Service mesh Istio has issued two security updates after four vulnerabilities were found in the Envoy proxy. It’s recommended that you upgrade to versions 1.5.7 and 1.6.4, although it takes a bit of manual reconfiguration to be completely safe.
The security issues include three high severity bugs ( with a CVSS score of 7.0) and one medium (5.3 CVSS score) severity flaw affecting all installations running Istio 1.5 to 1.5.6 and 1.6 to 1.6.3.
The first high severity bug is CVE-2020-12603, which an attacker could use to have Envoy consume “excessive amounts of memory” when proxying HTTP/2 requests or responses for “a specially crafted packet”.

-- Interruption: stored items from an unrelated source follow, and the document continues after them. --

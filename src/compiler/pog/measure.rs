use std::rc::Rc;

use crate::compiler::environment::Environment;
use crate::compiler::ops::BinaryOp;
use crate::compiler::pog::context::POContextStack;
use crate::compiler::pog::formula::{Binder, Formula};
use crate::compiler::pog::obligation::{obligations_for, POType, ProofObligationList};
use crate::compiler::pog::state::POGState;
use crate::compiler::pog::PogErr;
use crate::compiler::srcloc::Srcloc;
use crate::compiler::typedtree::{ApplyData, Definition, Expr};

/// How a measure orders its values.
#[derive(Clone, Copy, Debug, PartialEq, Eq)]
pub enum MeasureShape {
    Scalar,
    Lexicographic(usize),
}

/// The name a recursive function's measure goes by, with the function's
/// type parameters attached.
pub fn measure_name(def: &Definition) -> String {
    let base = bare_measure_name(def);
    let tparams = def.type_params();
    if tparams.is_empty() {
        base
    } else {
        let tps: Vec<String> = tparams.iter().map(|t| format!("@{}", t)).collect();
        format!("{}[{}]", base, tps.join(", "))
    }
}

fn bare_measure_name(def: &Definition) -> String {
    def.measure()
        .unwrap_or_else(|| format!("measure_{}", def.name()))
}

fn measure_shape(loc: &Srcloc, measure: &Definition) -> Result<MeasureShape, PogErr> {
    let result = measure.result_type().ok_or_else(|| {
        PogErr(
            loc.clone(),
            format!("measure {} is not a function", measure.name()),
        )
    })?;
    if result.is_numeric() {
        Ok(MeasureShape::Scalar)
    } else if let Some(width) = result.product_width() {
        Ok(MeasureShape::Lexicographic(width))
    } else {
        Err(PogErr(
            loc.clone(),
            format!(
                "measure {} must return a natural number or a tuple of them, not {}",
                measure.name(),
                result
            ),
        ))
    }
}

/// lhs > rhs in the lexicographic order on width-tuples:
/// if lhs.#1 <> rhs.#1 then lhs.#1 > rhs.#1 elseif ... else lhs.#k > rhs.#k
pub fn measure_greater(width: usize, lhs: &str, rhs: &str) -> Rc<Formula> {
    let component = |name: &str, i: usize| Rc::new(Formula::TupleSelect(Formula::name(name), i));
    let greater =
        |i: usize| Formula::binary(BinaryOp::Greater, component(lhs, i), component(rhs, i));
    if width <= 1 {
        return greater(1);
    }
    let arms = (1..width)
        .map(|i| {
            (
                Formula::binary(BinaryOp::NotEquals, component(lhs, i), component(rhs, i)),
                greater(i),
            )
        })
        .collect();
    Rc::new(Formula::If(arms, greater(width)))
}

fn find_function(
    env: &dyn Environment,
    loc: &Srcloc,
    name: &str,
) -> Result<Rc<Definition>, PogErr> {
    match env.find_name(name) {
        Some(d) => match d.as_ref() {
            Definition::ExplicitFunction(_) | Definition::ImplicitFunction(_) => Ok(d),
            _ => Err(PogErr(
                loc.clone(),
                format!("recursion cycle member {} is not a function", name),
            )),
        },
        None => Err(PogErr(
            loc.clone(),
            format!("unknown recursion cycle member {}", name),
        )),
    }
}

/// One termination obligation per recursion cycle through a call site in a
/// measured function: the measure of the caller's parameters must exceed the
/// measure of the callee's arguments.
pub fn recursive_obligations(
    env: &dyn Environment,
    state: &POGState,
    ctxt: &POContextStack,
    apply: &ApplyData,
) -> Result<ProofObligationList, PogErr> {
    let mut obligations = ProofObligationList::new();
    let caller = match &state.function {
        Some(f) => f,
        None => return Ok(obligations),
    };
    let caller_name = caller.name();
    let caller_params = caller.parameters();

    for cycle in apply.cycles.iter() {
        let first = match cycle.first() {
            Some(f) => f,
            None => continue,
        };
        let members = cycle
            .iter()
            .map(|n| find_function(env, &apply.loc, n))
            .collect::<Result<Vec<Rc<Definition>>, PogErr>>()?;
        if first != &caller_name {
            return Err(PogErr(
                apply.loc.clone(),
                format!(
                    "recursion cycle through {} does not start at {}",
                    first, caller_name
                ),
            ));
        }

        let lhs_def = members[0].clone();
        let rhs_def = members.get(1).cloned().unwrap_or_else(|| lhs_def.clone());

        let lhs_measure = env.find_name(&bare_measure_name(&lhs_def));
        let rhs_measure = env.find_name(&bare_measure_name(&rhs_def));
        let (lhs_measure, rhs_measure) = match (lhs_measure, rhs_measure) {
            (Some(l), Some(r)) => (l, r),
            _ => {
                // Nothing to compare against.
                if state.opts().recursion_warnings() {
                    env.diagnostics().warning(
                        &apply.loc,
                        &format!(
                            "recursive call of {} cannot be checked, no measure found",
                            rhs_def.name()
                        ),
                    );
                }
                continue;
            }
        };

        let shape = measure_shape(&apply.loc, &lhs_measure)?;
        if measure_shape(&apply.loc, &rhs_measure)? != shape {
            return Err(PogErr(
                apply.loc.clone(),
                format!(
                    "measures of {} and {} do not have the same shape",
                    lhs_def.name(),
                    rhs_def.name()
                ),
            ));
        }

        let lhs_call = Rc::new(Formula::Apply(
            Formula::name(&measure_name(&lhs_def)),
            caller_params
                .iter()
                .map(|p| Formula::name(&p.to_string()))
                .collect(),
        ));
        let rhs_call = Rc::new(Formula::Apply(
            Formula::name(&measure_name(&rhs_def)),
            apply.args.iter().map(Formula::expr).collect(),
        ));

        let involved: Vec<&Rc<Expr>> = apply.args.iter().collect();
        obligations.append(obligations_for(
            state,
            ctxt,
            POType::Recursive,
            &apply.loc,
            &involved,
            |names| match shape {
                MeasureShape::Scalar => Ok(Formula::binary(
                    BinaryOp::Greater,
                    lhs_call.clone(),
                    rhs_call.clone(),
                )),
                MeasureShape::Lexicographic(width) => {
                    for p in caller_params.iter() {
                        names.reserve_text(&p.to_string());
                    }
                    let lhs = names.fresh("lhs");
                    let rhs = names.fresh("rhs");
                    Ok(Formula::scoped(
                        Binder::Let(vec![(lhs.clone(), lhs_call.clone()), (rhs.clone(), rhs_call.clone())]),
                        measure_greater(width, &lhs, &rhs),
                    ))
                }
            },
        )?);
    }

    Ok(obligations)
}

CVE-2020-12605, another vulnerability fixed by the releases, causes a similar issue but reacts to “specially crafted HTTP/1.1 packets”. With a CVSS score of 5.3 CVE-2020-12604 is less severe, though it can also lead to increased memory usage and is therefore worth treating.
The vulnerability that needs a little bit of extra work to remediate is CVE-2020-8663. When not taken care of, attackers could use the bug to cause Envoy to exhaust file descriptors when accepting too many connections.
To prevent that, limits at the ingress gateway have to be configured, which can only be done by creating a config map and setting its global_downstream_max_connections to the number of concurrent connections needed. Once that’s done, a gateway patch has to be installed and applied to make sure the new configuration is used.
More details on the vulnerabilities and their mitigations can be found in an Istio security bulletin.
Istio was launched in 2017 by Google, IBM, and Lyft as a way of controlling how microservices share information. It uses Envoy for its data plane, which makes it susceptible to security issues in the proxy. Istio is meant to be usable on a variety of platforms and works well with other components in the cloud-native, which is why it is relatively well-known and widely used. Companies using it in production are said to include streaming service Hulu and food delivery company HelloFresh.